**EXCERPTED DATA:**
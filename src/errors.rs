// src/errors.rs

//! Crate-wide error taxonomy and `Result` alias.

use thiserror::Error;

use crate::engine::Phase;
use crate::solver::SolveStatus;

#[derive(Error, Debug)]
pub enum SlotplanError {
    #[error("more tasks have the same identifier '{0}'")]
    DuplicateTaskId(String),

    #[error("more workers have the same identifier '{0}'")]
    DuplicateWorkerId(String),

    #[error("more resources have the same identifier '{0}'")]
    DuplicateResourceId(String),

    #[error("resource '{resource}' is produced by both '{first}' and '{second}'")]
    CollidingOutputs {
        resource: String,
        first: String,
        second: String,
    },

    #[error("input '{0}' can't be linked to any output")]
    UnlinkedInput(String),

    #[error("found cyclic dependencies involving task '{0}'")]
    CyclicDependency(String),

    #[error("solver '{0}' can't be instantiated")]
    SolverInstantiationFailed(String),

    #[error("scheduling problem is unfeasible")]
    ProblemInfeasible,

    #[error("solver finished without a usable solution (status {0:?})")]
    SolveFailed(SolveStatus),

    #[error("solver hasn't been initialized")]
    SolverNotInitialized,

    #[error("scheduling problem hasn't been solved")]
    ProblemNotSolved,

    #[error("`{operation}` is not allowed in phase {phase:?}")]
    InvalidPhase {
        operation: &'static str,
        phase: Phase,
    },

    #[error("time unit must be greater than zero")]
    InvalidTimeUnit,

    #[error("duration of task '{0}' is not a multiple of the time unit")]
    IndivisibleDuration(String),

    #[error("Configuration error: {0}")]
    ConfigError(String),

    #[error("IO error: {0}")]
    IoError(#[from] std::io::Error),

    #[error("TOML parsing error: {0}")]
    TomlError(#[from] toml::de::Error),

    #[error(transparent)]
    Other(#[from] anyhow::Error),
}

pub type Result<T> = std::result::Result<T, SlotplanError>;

**PROBLEM TO WORK ON:** Return the whole listing exactly.

**ANSWER BOX:**
filename src/errors.rs
// src/errors.rs

//! Crate-wide error taxonomy and `Result` alias.

use thiserror::Error;

use crate::engine::Phase;
use crate::solver::SolveStatus;

#[derive(Error, Debug)]
pub enum SlotplanError {
    #[error("more tasks have the same identifier '{0}'")]
    DuplicateTaskId(String),

    #[error("more workers have the same identifier '{0}'")]
    DuplicateWorkerId(String),

    #[error("more resources have the same identifier '{0}'")]
    DuplicateResourceId(String),

    #[error("resource '{resource}' is produced by both '{first}' and '{second}'")]
    CollidingOutputs {
        resource: String,
        first: String,
        second: String,
    },

    #[error("input '{0}' can't be linked to any output")]
    UnlinkedInput(String),

    #[error("found cyclic dependencies involving task '{0}'")]
    CyclicDependency(String),

    #[error("solver '{0}' can't be instantiated")]
    SolverInstantiationFailed(String),

    #[error("scheduling problem is unfeasible")]
    ProblemInfeasible,

    #[error("solver finished without a usable solution (status {0:?})")]
    SolveFailed(SolveStatus),

    #[error("solver hasn't been initialized")]
    SolverNotInitialized,

    #[error("scheduling problem hasn't been solved")]
    ProblemNotSolved,

    #[error("`{operation}` is not allowed in phase {phase:?}")]
    InvalidPhase {
        operation: &'static str,
        phase: Phase,
    },

    #[error("time unit must be greater than zero")]
    InvalidTimeUnit,

    #[error("duration of task '{0}' is not a multiple of the time unit")]
    IndivisibleDuration(String),

    #[error("Configuration error: {0}")]
    ConfigError(String),

    #[error("IO error: {0}")]
    IoError(#[from] std::io::Error),

    #[error("TOML parsing error: {0}")]
    TomlError(#[from] toml::de::Error),

    #[error(transparent)]
    Other(#[from] anyhow::Error),
}

pub type Result<T> = std::result::Result<T, SlotplanError>;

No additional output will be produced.